Work required ▸ Write out the listing again, exactly as it appears below.
Segment Start: Exercise inputs
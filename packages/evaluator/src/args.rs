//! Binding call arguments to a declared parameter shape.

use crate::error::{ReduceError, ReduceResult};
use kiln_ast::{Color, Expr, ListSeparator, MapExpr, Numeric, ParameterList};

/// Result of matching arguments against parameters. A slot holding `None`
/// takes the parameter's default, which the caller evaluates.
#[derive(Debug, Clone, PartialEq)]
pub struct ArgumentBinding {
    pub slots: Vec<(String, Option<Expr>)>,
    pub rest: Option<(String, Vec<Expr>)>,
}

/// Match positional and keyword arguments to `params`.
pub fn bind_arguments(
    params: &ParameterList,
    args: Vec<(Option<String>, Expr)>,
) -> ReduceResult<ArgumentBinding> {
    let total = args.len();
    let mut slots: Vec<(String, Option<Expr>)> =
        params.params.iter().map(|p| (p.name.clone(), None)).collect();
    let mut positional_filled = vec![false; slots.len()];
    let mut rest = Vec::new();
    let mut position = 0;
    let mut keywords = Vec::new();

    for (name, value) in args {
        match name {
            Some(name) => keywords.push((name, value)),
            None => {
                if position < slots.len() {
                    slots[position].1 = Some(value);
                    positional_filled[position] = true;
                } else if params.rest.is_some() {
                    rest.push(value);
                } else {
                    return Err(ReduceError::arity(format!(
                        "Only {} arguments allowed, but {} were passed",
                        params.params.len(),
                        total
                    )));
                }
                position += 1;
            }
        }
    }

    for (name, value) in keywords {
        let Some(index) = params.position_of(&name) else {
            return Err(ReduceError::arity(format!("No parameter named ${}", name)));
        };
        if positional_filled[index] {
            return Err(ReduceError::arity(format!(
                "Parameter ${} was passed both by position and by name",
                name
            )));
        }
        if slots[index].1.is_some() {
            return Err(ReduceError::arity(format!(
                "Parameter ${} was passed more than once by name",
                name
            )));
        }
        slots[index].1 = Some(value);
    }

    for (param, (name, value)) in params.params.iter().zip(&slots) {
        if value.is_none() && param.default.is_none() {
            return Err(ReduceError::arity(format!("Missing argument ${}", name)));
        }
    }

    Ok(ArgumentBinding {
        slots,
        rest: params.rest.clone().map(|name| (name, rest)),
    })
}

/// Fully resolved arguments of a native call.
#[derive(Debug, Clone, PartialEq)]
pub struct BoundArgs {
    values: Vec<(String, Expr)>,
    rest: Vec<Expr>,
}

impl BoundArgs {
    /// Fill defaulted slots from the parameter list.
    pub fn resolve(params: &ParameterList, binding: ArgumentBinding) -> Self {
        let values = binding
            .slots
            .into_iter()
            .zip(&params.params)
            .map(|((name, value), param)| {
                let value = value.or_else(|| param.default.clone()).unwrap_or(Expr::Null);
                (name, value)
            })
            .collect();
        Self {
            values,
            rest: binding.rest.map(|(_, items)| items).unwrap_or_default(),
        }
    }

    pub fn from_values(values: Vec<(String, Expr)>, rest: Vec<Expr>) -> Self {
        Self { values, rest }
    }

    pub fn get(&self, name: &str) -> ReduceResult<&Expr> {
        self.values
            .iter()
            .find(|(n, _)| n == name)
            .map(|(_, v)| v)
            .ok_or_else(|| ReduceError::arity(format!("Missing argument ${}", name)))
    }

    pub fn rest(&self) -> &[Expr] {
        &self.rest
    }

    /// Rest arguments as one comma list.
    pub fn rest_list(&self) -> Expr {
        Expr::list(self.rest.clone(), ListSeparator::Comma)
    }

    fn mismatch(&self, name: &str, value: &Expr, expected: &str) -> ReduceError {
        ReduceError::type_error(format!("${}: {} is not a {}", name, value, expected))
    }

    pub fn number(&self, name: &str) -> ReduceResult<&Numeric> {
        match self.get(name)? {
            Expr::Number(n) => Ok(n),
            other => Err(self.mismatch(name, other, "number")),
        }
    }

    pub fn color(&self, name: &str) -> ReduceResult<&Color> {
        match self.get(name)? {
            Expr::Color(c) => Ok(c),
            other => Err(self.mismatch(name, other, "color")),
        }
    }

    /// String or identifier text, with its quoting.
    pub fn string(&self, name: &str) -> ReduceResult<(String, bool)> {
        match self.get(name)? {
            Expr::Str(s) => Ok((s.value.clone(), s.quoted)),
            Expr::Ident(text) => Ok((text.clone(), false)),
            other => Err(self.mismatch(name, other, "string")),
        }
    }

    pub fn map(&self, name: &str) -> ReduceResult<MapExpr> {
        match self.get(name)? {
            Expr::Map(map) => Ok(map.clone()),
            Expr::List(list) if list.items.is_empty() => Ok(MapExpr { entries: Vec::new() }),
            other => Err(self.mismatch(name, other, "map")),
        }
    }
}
Segment End: Exercise inputs
Problem solution ▸
filename packages/evaluator/src/args.rs
//! Binding call arguments to a declared parameter shape.

use crate::error::{ReduceError, ReduceResult};
use kiln_ast::{Color, Expr, ListSeparator, MapExpr, Numeric, ParameterList};

/// Result of matching arguments against parameters. A slot holding `None`
/// takes the parameter's default, which the caller evaluates.
#[derive(Debug, Clone, PartialEq)]
pub struct ArgumentBinding {
    pub slots: Vec<(String, Option<Expr>)>,
    pub rest: Option<(String, Vec<Expr>)>,
}

/// Match positional and keyword arguments to `params`.
pub fn bind_arguments(
    params: &ParameterList,
    args: Vec<(Option<String>, Expr)>,
) -> ReduceResult<ArgumentBinding> {
    let total = args.len();
    let mut slots: Vec<(String, Option<Expr>)> =
        params.params.iter().map(|p| (p.name.clone(), None)).collect();
    let mut positional_filled = vec![false; slots.len()];
    let mut rest = Vec::new();
    let mut position = 0;
    let mut keywords = Vec::new();

    for (name, value) in args {
        match name {
            Some(name) => keywords.push((name, value)),
            None => {
                if position < slots.len() {
                    slots[position].1 = Some(value);
                    positional_filled[position] = true;
                } else if params.rest.is_some() {
                    rest.push(value);
                } else {
                    return Err(ReduceError::arity(format!(
                        "Only {} arguments allowed, but {} were passed",
                        params.params.len(),
                        total
                    )));
                }
                position += 1;
            }
        }
    }

    for (name, value) in keywords {
        let Some(index) = params.position_of(&name) else {
            return Err(ReduceError::arity(format!("No parameter named ${}", name)));
        };
        if positional_filled[index] {
            return Err(ReduceError::arity(format!(
                "Parameter ${} was passed both by position and by name",
                name
            )));
        }
        if slots[index].1.is_some() {
            return Err(ReduceError::arity(format!(
                "Parameter ${} was passed more than once by name",
                name
            )));
        }
        slots[index].1 = Some(value);
    }

    for (param, (name, value)) in params.params.iter().zip(&slots) {
        if value.is_none() && param.default.is_none() {
            return Err(ReduceError::arity(format!("Missing argument ${}", name)));
        }
    }

    Ok(ArgumentBinding {
        slots,
        rest: params.rest.clone().map(|name| (name, rest)),
    })
}

/// Fully resolved arguments of a native call.
#[derive(Debug, Clone, PartialEq)]
pub struct BoundArgs {
    values: Vec<(String, Expr)>,
    rest: Vec<Expr>,
}

impl BoundArgs {
    /// Fill defaulted slots from the parameter list.
    pub fn resolve(params: &ParameterList, binding: ArgumentBinding) -> Self {
        let values = binding
            .slots
            .into_iter()
            .zip(&params.params)
            .map(|((name, value), param)| {
                let value = value.or_else(|| param.default.clone()).unwrap_or(Expr::Null);
                (name, value)
            })
            .collect();
        Self {
            values,
            rest: binding.rest.map(|(_, items)| items).unwrap_or_default(),
        }
    }

    pub fn from_values(values: Vec<(String, Expr)>, rest: Vec<Expr>) -> Self {
        Self { values, rest }
    }

    pub fn get(&self, name: &str) -> ReduceResult<&Expr> {
        self.values
            .iter()
            .find(|(n, _)| n == name)
            .map(|(_, v)| v)
            .ok_or_else(|| ReduceError::arity(format!("Missing argument ${}", name)))
    }

    pub fn rest(&self) -> &[Expr] {
        &self.rest
    }

    /// Rest arguments as one comma list.
    pub fn rest_list(&self) -> Expr {
        Expr::list(self.rest.clone(), ListSeparator::Comma)
    }

    fn mismatch(&self, name: &str, value: &Expr, expected: &str) -> ReduceError {
        ReduceError::type_error(format!("${}: {} is not a {}", name, value, expected))
    }

    pub fn number(&self, name: &str) -> ReduceResult<&Numeric> {
        match self.get(name)? {
            Expr::Number(n) => Ok(n),
            other => Err(self.mismatch(name, other, "number")),
        }
    }

    pub fn color(&self, name: &str) -> ReduceResult<&Color> {
        match self.get(name)? {
            Expr::Color(c) => Ok(c),
            other => Err(self.mismatch(name, other, "color")),
        }
    }

    /// String or identifier text, with its quoting.
    pub fn string(&self, name: &str) -> ReduceResult<(String, bool)> {
        match self.get(name)? {
            Expr::Str(s) => Ok((s.value.clone(), s.quoted)),
            Expr::Ident(text) => Ok((text.clone(), false)),
            other => Err(self.mismatch(name, other, "string")),
        }
    }

    pub fn map(&self, name: &str) -> ReduceResult<MapExpr> {
        match self.get(name)? {
            Expr::Map(map) => Ok(map.clone()),
            Expr::List(list) if list.items.is_empty() => Ok(MapExpr { entries: Vec::new() }),
            other => Err(self.mismatch(name, other, "map")),
        }
    }
}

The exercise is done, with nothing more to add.